The business insured’s duty of disclosure

Following concerns that the extent of the duty for a business insured was ambiguous and poorly understood in practice, the proposals seek to include the best principles from existing case law and encourage a collaborative approach between insurers and policyholders to clarify the extent of an insured’s pre-contractual duty. They also seek to address concerns that the current consequences of a breach, namely avoidance of the contract by the insurer, could operate too harshly, particularly where an insured had not been dishonest.

The proposals provide that:

  1. The policyholder should volunteer essential information, so that a fair presentation of the risk is made. It should disclose:
  • Any special circumstances which might lead to an increase in risk
  • Any concerns about the risk which led to the insured seeking insurance in the first place
  • Standard information that should be disclosed (usually known by a policyholder in that specific marketplace)
  1. The insurer must then reciprocate by asking further questions, shifting the burden back on to them. In the event that further enquiries would have revealed the information in question but where the insured has failed to disclose it, an insurer will not have a remedy for non-disclosure.
  2. Where certain information is not provided, a default system would put the insurer in the position it would have been in had the accurate information been provided, so long as the insured has acted honestly. The option for an insurer to avoid the contract would remain available where the policyholder had been dishonest, in which case the insurer could retain the premium.

The law of warranties

The Commissions’ proposals seek to address concerns that requiring strict compliance with a warranty that is immaterial to the risk is disproportionate in practice and unjust to the insured. Specifically, sections 33(3) and 34(2) of the Marine Insurance Act 1906 have proved to be problematic for the courts to apply, as they require “exact compliance” regardless of materiality and ignore those circumstances where a breach has been remedied.
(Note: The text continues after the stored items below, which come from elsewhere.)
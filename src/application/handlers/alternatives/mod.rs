//! Alternative command handlers.

mod assign_profile;
mod register_alternative;
mod remove_alternative;

pub use assign_profile::{AssignProfileCommand, AssignProfileHandler};
pub use register_alternative::{RegisterAlternativeCommand, RegisterAlternativeHandler};
pub use remove_alternative::{RemoveAlternativeCommand, RemoveAlternativeHandler};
The following proposals would apply to both businesses and consumers:

  1. Insurers must include warranties of past or present fact in the contract (essentially abolishing basis of contract clauses), so as to not trap insureds.
  2. A breach would only suspend the insurer’s liability (rather than discharge it) until the breach is remedied.
  3. Where a term is designed to reduce a particular risk, liability would only be suspended in relation to that specific risk if that term is breached. By way of example, a breach arising from the failure to install a working fire alarm (i.e. the specific risk) would not suspend liability for flood loss.
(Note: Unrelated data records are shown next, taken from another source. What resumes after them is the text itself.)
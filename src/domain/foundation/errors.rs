//! Low-level error types.
//!
//! `ValidationError` rejects malformed input values. `DomainError` is what
//! storage and event ports report.

use std::collections::HashMap;
use std::error::Error;
use std::fmt;
use thiserror::Error;

/// A rejected input value, such as a blank name or an out-of-range score.
#[derive(Debug, Clone, PartialEq, Eq, Error)]
pub enum ValidationError {
    #[error("Field '{field}' cannot be empty")]
    EmptyField { field: String },

    #[error("Field '{field}' must be between {min} and {max}, got {actual}")]
    OutOfRange {
        field: String,
        min: i64,
        max: i64,
        actual: i64,
    },

    #[error("Field '{field}' has invalid format: {reason}")]
    InvalidFormat { field: String, reason: String },
}

impl ValidationError {
    pub fn empty_field(field: impl Into<String>) -> Self {
        ValidationError::EmptyField { field: field.into() }
    }

    pub fn out_of_range(field: impl Into<String>, min: i64, max: i64, actual: i64) -> Self {
        ValidationError::OutOfRange {
            field: field.into(),
            min,
            max,
            actual,
        }
    }

    pub fn invalid_format(field: impl Into<String>, reason: impl Into<String>) -> Self {
        ValidationError::InvalidFormat {
            field: field.into(),
            reason: reason.into(),
        }
    }
}

/// Machine-readable category of a [`DomainError`].
#[derive(Debug, Clone, Copy, PartialEq, Eq, Hash)]
pub enum ErrorCode {
    ValidationFailed,
    InvalidPair,

    AlternativeNotFound,
    CriterionNotFound,
    MarkNotFound,
    DecisionMakerNotFound,

    DivisionByZero,
    DirectionUndefined,
    UndefinedPriority,
    IncompleteRelation,
    ArithmeticOverflow,

    StorageError,
    InternalError,
}

impl fmt::Display for ErrorCode {
    fn fmt(&self, f: &mut fmt::Formatter<'_>) -> fmt::Result {
        let s = match self {
            ErrorCode::ValidationFailed => "VALIDATION_FAILED",
            ErrorCode::InvalidPair => "INVALID_PAIR",
            ErrorCode::AlternativeNotFound => "ALTERNATIVE_NOT_FOUND",
            ErrorCode::CriterionNotFound => "CRITERION_NOT_FOUND",
            ErrorCode::MarkNotFound => "MARK_NOT_FOUND",
            ErrorCode::DecisionMakerNotFound => "DECISION_MAKER_NOT_FOUND",
            ErrorCode::DivisionByZero => "DIVISION_BY_ZERO",
            ErrorCode::DirectionUndefined => "DIRECTION_UNDEFINED",
            ErrorCode::UndefinedPriority => "UNDEFINED_PRIORITY",
            ErrorCode::IncompleteRelation => "INCOMPLETE_RELATION",
            ErrorCode::ArithmeticOverflow => "ARITHMETIC_OVERFLOW",
            ErrorCode::StorageError => "STORAGE_ERROR",
            ErrorCode::InternalError => "INTERNAL_ERROR",
        };
        write!(f, "{}", s)
    }
}

/// Error reported across a port, with a code and free-form context.
///
/// Adapters return this type; engine code converts it into
/// [`EngineError`](super::EngineError) at the application boundary.
#[derive(Debug, Clone)]
pub struct DomainError {
    pub code: ErrorCode,
    pub message: String,
    pub details: HashMap<String, String>,
}

impl DomainError {
    pub fn new(code: ErrorCode, message: impl Into<String>) -> Self {
        Self {
            code,
            message: message.into(),
            details: HashMap::new(),
        }
    }

    /// Attaches a key/value pair of context.
    pub fn with_detail(mut self, key: impl Into<String>, value: impl Into<String>) -> Self {
        self.details.insert(key.into(), value.into());
        self
    }
}

impl fmt::Display for DomainError {
    fn fmt(&self, f: &mut fmt::Formatter<'_>) -> fmt::Result {
        write!(f, "[{}] {}", self.code, self.message)
    }
}

impl Error for DomainError {}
As the current law stands, a business insured’s duty of disclosure is vague and cumbersome in practice. The proposals clearly seek to distribute responsibility for the presentation of the risk to both policyholders and insurers and, in turn, provides fairer remedies to reflect that collaborative approach. The underlying spirit of fairness is also evident in the proposals ensuring that remedies in relation to breach of warranty are not disproportionate or immaterial to the breach.

If accepted, the proposals should encourage greater collaboration between insurers and policyholders and, in turn, offer fair, practical solutions to the ongoing criticisms of the current law.